Alternatively, the c₁ mode may originate from body waves trapped within the umbra (illustrated by the blue wavefronts in Fig. 7). As was described by Edwin & Roberts (1983), such oscillations are confined within a flux tube and decay exponentially with distance from its boundary. This confinement is expected, as the field strength and other physical quantities change abruptly at the umbral boundary, causing wave reflection. This interpretation is supported by recent studies that have identified multiple eigenmodes of body waves in umbrae (e.g. Jess et al. 2017; Kang et al. 2019; Stangalini et al. 2022). In our observations, we identified signatures of nonzero azimuthal modes in the form of dislocations in the t − d map (Fig. 5a), one of the indicators of body wave characteristics (López Ariste et al. 2016). Furthermore, the C-shaped ridges can be interpreted as a superposition of higher-order radial modes, where the slope of the ridges varies depending on the relative contribution of the higher-order modes (Kang et al. 2024a). Thus, the observed variation in ridge slopes can be attributed to changes in the amplitude ratios of higher-order modes. Therefore, the observed characteristics of c₁ can be explained by body waves trapped within the sunspot umbra.

4.2. Origin of c₂ mode

It is particularly interesting that the umbral oscillations comprise both the umbra-trapped c₁ mode and the c₂ mode, the latter of which contributes to the RPWs. Previous studies have often considered the umbral oscillations and the RPWs as slow waves originating from a common source, with the period difference attributed to the varying magnetic field inclination (e.g. Bloomfield et al. 2007; Jess et al. 2013). In contrast, Kobanov et al. (2006) suggested that 3-minute umbral oscillations are unlikely to leak into RPWs, as they were not evident in the time-distance maps filtered in the 3-minute band. However, our EMD analysis distinctly decomposes the umbral oscillations into two wave modes. This decomposition suggests that the origin of the c₁ may differ from that of the c₂ mode (illustrated by the red wavefronts in Fig. 7).

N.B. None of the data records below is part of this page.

//! Package selection by module and package name.

use crate::error::{Error, Result};
use regex::Regex;
use std::str::FromStr;

/// Restricts which packages are rendered.
///
/// Parsed from `moduleRegex#packageRegex`. Both patterns must match the whole
/// name. Without a `#` the text is the package pattern and any module
/// matches.
#[derive(Debug, Clone)]
pub struct PackageFilter {
    module: Regex,
    package: Regex,
    source: String,
}

impl PackageFilter {
    /// Compile a filter expression.
    pub fn new(expression: &str) -> Result<Self> {
        let (module, package) = expression.split_once('#').unwrap_or((".*", expression));
        Ok(Self {
            module: compile_full_match(module)?,
            package: compile_full_match(package)?,
            source: expression.to_string(),
        })
    }

    /// Check a package's qualified name against the filter.
    ///
    /// `module` is the enclosing module's qualified name, empty when the
    /// package has no module.
    pub fn matches(&self, module: &str, package: &str) -> bool {
        self.module.is_match(module) && self.package.is_match(package)
    }

    /// The expression this filter was compiled from.
    pub fn as_str(&self) -> &str {
        &self.source
    }
}

impl FromStr for PackageFilter {
    type Err = Error;

    fn from_str(s: &str) -> Result<Self> {
        Self::new(s)
    }
}

fn compile_full_match(pattern: &str) -> Result<Regex> {
    Regex::new(&format!("^(?:{})$", pattern)).map_err(|source| Error::InvalidFilter {
        pattern: pattern.to_string(),
        source,
    })
}

#[cfg(test)]
mod tests {
    use super::*;

    #[test]
    fn test_filter_with_module_pattern() {
        let filter = PackageFilter::new("app\\..*#com\\.acme(\\..*)?").unwrap();
        assert!(filter.matches("app.core", "com.acme"));
        assert!(filter.matches("app.core", "com.acme.util"));
        assert!(!filter.matches("lib.core", "com.acme"));
        assert!(!filter.matches("app.core", "org.acme"));
    }

    #[test]
    fn test_filter_without_pound_sign_matches_any_module() {
        let filter: PackageFilter = "com\\.acme".parse().unwrap();
        assert!(filter.matches("", "com.acme"));
        assert!(filter.matches("anything", "com.acme"));
        assert!(!filter.matches("anything", "com.acme.util"));
    }

    #[test]
    fn test_filter_requires_full_match() {
        let filter = PackageFilter::new("acme").unwrap();
        assert!(!filter.matches("", "com.acme"));
        assert!(!filter.matches("", "acme.util"));
        assert!(filter.matches("", "acme"));

        let filter = PackageFilter::new("a|b").unwrap();
        assert!(filter.matches("", "a"));
        assert!(!filter.matches("", "ab"));
    }

    #[test]
    fn test_only_first_pound_sign_splits() {
        let filter = PackageFilter::new("m#p#q").unwrap();
        assert!(filter.matches("m", "p#q"));
        assert_eq!(filter.as_str(), "m#p#q");
    }

    #[test]
    fn test_invalid_pattern() {
        let result = PackageFilter::new("m#(unclosed");
        match result {
            Err(Error::InvalidFilter { pattern, .. }) => assert_eq!(pattern, "(unclosed"),
            other => panic!("expected InvalidFilter, got {:?}", other),
        }
    }
}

The detection of the c₂ mode in the umbra raises questions regarding its underlying driving mechanism. Similar to the c₁ mode, the c₂ mode could be associated with the upward-propagating waves. In Fig. 5d, the slope of the ridges changes abruptly at the umbral boundary, indicating a sharp transition in magnetic field inclination within the penumbra. If the c₂ waves were propagating along the same inclined umbral field as c₁, their ridges in the t − d map would be expected to exhibit a similar or even more bent curvature; this is because low-frequency waves have a slower propagation speed, making them more susceptible to geometric time delays. However, this expectation contradicts our observations, where the c₂ ridges remain relatively straight. This discrepancy suggests that an additional physical process is responsible for the origin of the c₂ mode.

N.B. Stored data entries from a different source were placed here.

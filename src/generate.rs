//! Two-phase page generation.
//!
//! Phase 1 builds the [`TypeDictionary`] from every included type. Phase 2
//! renders each page against the frozen dictionary; pages share nothing
//! mutable and may be rendered in parallel.

use crate::error::{Error, Result};
use crate::layout;
use crate::model::{DocTree, ElementId, ElementKind};
use crate::options::{GeneratorConfig, GeneratorOptions};
use crate::render::{MarkdownPage, PageStyle};
use crate::resolve::{DictionaryResolver, ReferenceResolver, TypeDictionary};
use rayon::prelude::*;
use std::fs;
use std::path::PathBuf;
use std::sync::Arc;

/// One rendered page, not yet written.
#[derive(Debug, Clone, PartialEq, Eq)]
pub struct RenderedPage {
    /// Element the page documents
    pub element: ElementId,
    /// Path relative to the destination directory
    pub path: PathBuf,
    pub style: PageStyle,
    pub content: String,
}

/// Summary of a generation run.
#[derive(Debug, Clone, Default, PartialEq, Eq)]
pub struct GenerationReport {
    /// Files written, in tree order
    pub files: Vec<PathBuf>,
    pub type_pages: usize,
    pub index_pages: usize,
    /// Number of entries in the type dictionary
    pub dictionary_entries: usize,
}

impl GenerationReport {
    /// Total number of pages written.
    pub fn page_count(&self) -> usize {
        self.type_pages + self.index_pages
    }

    fn record(&mut self, style: PageStyle, path: PathBuf) {
        match style {
            PageStyle::Type => self.type_pages += 1,
            PageStyle::Index => self.index_pages += 1,
        }
        self.files.push(path);
    }
}

/// Turns a documentation tree into Markdown files.
#[derive(Debug, Clone)]
pub struct Generator {
    config: GeneratorConfig,
}

impl Generator {
    /// Validate `options` and create a generator.
    pub fn new(options: &GeneratorOptions) -> Result<Self> {
        Ok(Self::with_config(options.validate()?))
    }

    /// Create a generator from an already validated configuration.
    pub fn with_config(config: GeneratorConfig) -> Self {
        Self { config }
    }

    /// The validated configuration.
    pub fn config(&self) -> &GeneratorConfig {
        &self.config
    }

    /// Elements that get a page, in tree order.
    ///
    /// Modules are always included. Packages must pass the filter; types
    /// must be documented and live in a package that passes it.
    pub fn included_elements(&self, tree: &DocTree) -> Vec<ElementId> {
        tree.iter()
            .filter(|&(id, element)| match element.kind {
                ElementKind::Module => true,
                ElementKind::Package => self.package_selected(tree, id),
                ElementKind::Type => {
                    element.visibility.is_documented() && self.package_selected(tree, id)
                }
                ElementKind::Field | ElementKind::Method | ElementKind::Constructor => false,
            })
            .map(|(id, _)| id)
            .collect()
    }

    /// Build the type dictionary over the included types.
    pub fn build_dictionary(&self, tree: &DocTree) -> TypeDictionary {
        TypeDictionary::build(tree, self.included_elements(tree))
    }

    /// Render every included page without touching the filesystem.
    pub fn render_pages(&self, tree: &DocTree) -> Result<Vec<RenderedPage>> {
        let included = self.included_elements(tree);

        let dictionary = Arc::new(TypeDictionary::build(tree, included.iter().copied()));
        log::debug!("Type dictionary: {:?}", dictionary);
        let resolver = DictionaryResolver::new(dictionary, self.config.base_path.clone());

        if self.config.parallel {
            included
                .par_iter()
                .map(|&id| self.render_page(tree, &resolver, id))
                .collect()
        } else {
            included
                .iter()
                .map(|&id| self.render_page(tree, &resolver, id))
                .collect()
        }
    }

    /// Render a single element's page.
    pub fn render_page(
        &self,
        tree: &DocTree,
        resolver: &dyn ReferenceResolver,
        id: ElementId,
    ) -> Result<RenderedPage> {
        let element = &tree[id];
        let path = layout::page_path(tree, id).ok_or_else(|| {
            Error::Render(format!("'{}' has no page of its own", element.name))
        })?;
        log::debug!("Rendering {}", path.display());

        let mut page = MarkdownPage::new(tree, id, resolver, &self.config.render)?;
        if element.kind == ElementKind::Module {
            if let Some(ref overview) = self.config.overview {
                page.set_overview(overview.as_str());
            }
        }
        if let Some(ref comment) = element.comment {
            page.set_comment(comment);
        }
        for (child, _) in tree
            .children(id)
            .filter(|&(child, _)| self.child_selected(tree, child))
        {
            page.add_child(child);
        }

        Ok(RenderedPage {
            element: id,
            path,
            style: page.style(),
            content: page.render(),
        })
    }

    /// Write one page below the destination directory.
    ///
    /// Returns the full path of the written file.
    pub fn write_page(&self, page: &RenderedPage) -> Result<PathBuf> {
        let path = self.config.destination.join(&page.path);
        if let Some(parent) = path.parent() {
            if !parent.is_dir() {
                log::info!("Creating directory {}", parent.display());
                fs::create_dir_all(parent).map_err(|source| Error::Write {
                    path: parent.to_path_buf(),
                    source,
                })?;
            }
        }
        fs::write(&path, &page.content).map_err(|source| Error::Write {
            path: path.clone(),
            source,
        })?;
        Ok(path)
    }

    /// Render every page and write it to the destination directory.
    pub fn generate(&self, tree: &DocTree) -> Result<GenerationReport> {
        let pages = self.render_pages(tree)?;

        let mut report = GenerationReport {
            dictionary_entries: self.build_dictionary(tree).len(),
            ..GenerationReport::default()
        };
        for page in &pages {
            let path = self.write_page(page)?;
            report.record(page.style, path);
        }

        log::info!(
            "Wrote {} pages to {}",
            report.page_count(),
            self.config.destination.display()
        );
        Ok(report)
    }

    fn package_selected(&self, tree: &DocTree, id: ElementId) -> bool {
        let Some(ref filter) = self.config.filter else {
            return true;
        };
        let module = tree
            .module_of(id)
            .map_or("", |module| module.qualified_name.as_str());
        let package = tree
            .package_of(id)
            .map_or("", |package| package.qualified_name.as_str());
        filter.matches(module, package)
    }

    fn child_selected(&self, tree: &DocTree, id: ElementId) -> bool {
        let element = &tree[id];
        match element.kind {
            ElementKind::Package => self.package_selected(tree, id),
            _ => element.visibility.is_documented(),
        }
    }
}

Here, we propose that the c₂ mode represents body waves confined within the penumbral boundary, originating from the subphotosphere rather than simple plane waves. According to Kang et al. (2024a), the number of trapped radial modes decreases as the oscillation period increases, which potentially allows higher-order radial modes to leak outward. If some of these leaked modes become trapped within the penumbra beneath the photosphere, they may subsequently contribute to the RPWs. Furthermore, the distinction between umbra and penumbra becomes ambiguous at depths exceeding 7 Mm, where overturning convection is enhanced against the vertical magnetic field (Schmassmann et al. 2021). Thus, the c₂ mode can be generated by waves trapped near the penumbral boundary in the deep subphotosphere. If this is true, the c₂ ridges within the umbra would appear to be relatively straight compared to those of the c₁ mode, as the higher-order radial components of c₂ leak out from the umbra. Further studies, including numerical simulations, are necessary to fully elucidate the driving mechanisms underlying these c₂ oscillations.

4.3. Origin of c₃ mode

As is described in Sect. 3.2.3, the c₃ mode shows the characteristics of nonlinearly evolved slow waves. This suggests that these oscillations can be interpreted as nonlinear RPWs that have developed into shock waves. As slow waves propagate upward, their amplitude increases due to density stratification. Once the amplitude exceeds a critical threshold determined by the local sound speed, the waves undergo acoustic steepening and finally evolve into shocks (e.g. Chae & Litvinenko 2017).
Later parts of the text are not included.